:: Work to be completed ::
What is needed is a verbatim copy of all the records.

:: Supplied information ::
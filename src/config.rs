//! Resolver Configuration
//!
//! Cache, timestamp and pagination settings. Every field has a serde default so
//! partial JSON documents are accepted.

use std::path::Path;

use serde::{Deserialize, Serialize};

use crate::error::{ResolverError, ResolverResult};

/// Top-level resolver configuration
#[derive(Debug, Clone, Default, PartialEq, Serialize, Deserialize)]
pub struct ResolverConfig {
    /// Request-scoped read cache
    #[serde(default)]
    pub cache: CacheConfig,

    /// Automatic creation/update stamps
    #[serde(default)]
    pub timestamps: TimestampConfig,

    /// Pagination limits
    #[serde(default)]
    pub pagination: PaginationConfig,
}

impl ResolverConfig {
    /// Parse a configuration from a JSON string
    pub fn from_json_str(json: &str) -> ResolverResult<Self> {
        serde_json::from_str(json)
            .map_err(|e| ResolverError::config(format!("Invalid resolver config: {}", e)))
    }

    /// Load a configuration from a JSON file
    pub fn load(path: impl AsRef<Path>) -> ResolverResult<Self> {
        let path = path.as_ref();
        let raw = std::fs::read_to_string(path).map_err(|e| {
            ResolverError::config(format!("Cannot read config {}: {}", path.display(), e))
        })?;
        Self::from_json_str(&raw)
    }

    /// Same configuration with the read cache turned off
    pub fn with_cache_disabled(mut self) -> Self {
        self.cache = CacheConfig::disabled();
        self
    }
}

/// Batching cache configuration
#[derive(Debug, Clone, PartialEq, Serialize, Deserialize)]
pub struct CacheConfig {
    /// Whether identical reads are deduplicated (default: true)
    #[serde(default = "default_cache_enabled")]
    pub enabled: bool,

    /// Maximum cached keys per request (default: 10000)
    #[serde(default = "default_max_entries")]
    pub max_entries: usize,
}

fn default_cache_enabled() -> bool {
    true
}

fn default_max_entries() -> usize {
    10_000
}

impl Default for CacheConfig {
    fn default() -> Self {
        Self {
            enabled: default_cache_enabled(),
            max_entries: default_max_entries(),
        }
    }
}

impl CacheConfig {
    /// Pass-through configuration: every read reaches the driver
    pub fn disabled() -> Self {
        Self {
            enabled: false,
            max_entries: 0,
        }
    }
}

/// Timestamp stamping configuration
#[derive(Debug, Clone, PartialEq, Serialize, Deserialize)]
pub struct TimestampConfig {
    /// Whether entity models get creation/update stamps (default: true)
    #[serde(default = "default_timestamps_enabled")]
    pub enabled: bool,

    /// Field stamped on create (default: "createdAt")
    #[serde(default = "default_created_field")]
    pub created_field: String,

    /// Field stamped on create and update (default: "updatedAt")
    #[serde(default = "default_updated_field")]
    pub updated_field: String,
}

fn default_timestamps_enabled() -> bool {
    true
}

fn default_created_field() -> String {
    "createdAt".to_string()
}

fn default_updated_field() -> String {
    "updatedAt".to_string()
}

impl Default for TimestampConfig {
    fn default() -> Self {
        Self {
            enabled: default_timestamps_enabled(),
            created_field: default_created_field(),
            updated_field: default_updated_field(),
        }
    }
}

/// Pagination configuration
#[derive(Debug, Clone, Default, PartialEq, Serialize, Deserialize)]
pub struct PaginationConfig {
    /// Upper bound for `first`/`last`/`limit`; None means unbounded
    #[serde(default)]
    pub max_page_size: Option<usize>,
}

:: Response to the task ::
filename src/config.rs
//! Resolver Configuration
//!
//! Cache, timestamp and pagination settings. Every field has a serde default so
//! partial JSON documents are accepted.

use std::path::Path;

use serde::{Deserialize, Serialize};

use crate::error::{ResolverError, ResolverResult};

/// Top-level resolver configuration
#[derive(Debug, Clone, Default, PartialEq, Serialize, Deserialize)]
pub struct ResolverConfig {
    /// Request-scoped read cache
    #[serde(default)]
    pub cache: CacheConfig,

    /// Automatic creation/update stamps
    #[serde(default)]
    pub timestamps: TimestampConfig,

    /// Pagination limits
    #[serde(default)]
    pub pagination: PaginationConfig,
}

impl ResolverConfig {
    /// Parse a configuration from a JSON string
    pub fn from_json_str(json: &str) -> ResolverResult<Self> {
        serde_json::from_str(json)
            .map_err(|e| ResolverError::config(format!("Invalid resolver config: {}", e)))
    }

    /// Load a configuration from a JSON file
    pub fn load(path: impl AsRef<Path>) -> ResolverResult<Self> {
        let path = path.as_ref();
        let raw = std::fs::read_to_string(path).map_err(|e| {
            ResolverError::config(format!("Cannot read config {}: {}", path.display(), e))
        })?;
        Self::from_json_str(&raw)
    }

    /// Same configuration with the read cache turned off
    pub fn with_cache_disabled(mut self) -> Self {
        self.cache = CacheConfig::disabled();
        self
    }
}

/// Batching cache configuration
#[derive(Debug, Clone, PartialEq, Serialize, Deserialize)]
pub struct CacheConfig {
    /// Whether identical reads are deduplicated (default: true)
    #[serde(default = "default_cache_enabled")]
    pub enabled: bool,

    /// Maximum cached keys per request (default: 10000)
    #[serde(default = "default_max_entries")]
    pub max_entries: usize,
}

fn default_cache_enabled() -> bool {
    true
}

fn default_max_entries() -> usize {
    10_000
}

impl Default for CacheConfig {
    fn default() -> Self {
        Self {
            enabled: default_cache_enabled(),
            max_entries: default_max_entries(),
        }
    }
}

impl CacheConfig {
    /// Pass-through configuration: every read reaches the driver
    pub fn disabled() -> Self {
        Self {
            enabled: false,
            max_entries: 0,
        }
    }
}

/// Timestamp stamping configuration
#[derive(Debug, Clone, PartialEq, Serialize, Deserialize)]
pub struct TimestampConfig {
    /// Whether entity models get creation/update stamps (default: true)
    #[serde(default = "default_timestamps_enabled")]
    pub enabled: bool,

    /// Field stamped on create (default: "createdAt")
    #[serde(default = "default_created_field")]
    pub created_field: String,

    /// Field stamped on create and update (default: "updatedAt")
    #[serde(default = "default_updated_field")]
    pub updated_field: String,
}

fn default_timestamps_enabled() -> bool {
    true
}

fn default_created_field() -> String {
    "createdAt".to_string()
}

fn default_updated_field() -> String {
    "updatedAt".to_string()
}

impl Default for TimestampConfig {
    fn default() -> Self {
        Self {
            enabled: default_timestamps_enabled(),
            created_field: default_created_field(),
            updated_field: default_updated_field(),
        }
    }
}

/// Pagination configuration
#[derive(Debug, Clone, Default, PartialEq, Serialize, Deserialize)]
pub struct PaginationConfig {
    /// Upper bound for `first`/`last`/`limit`; None means unbounded
    #[serde(default)]
    pub max_page_size: Option<usize>,
}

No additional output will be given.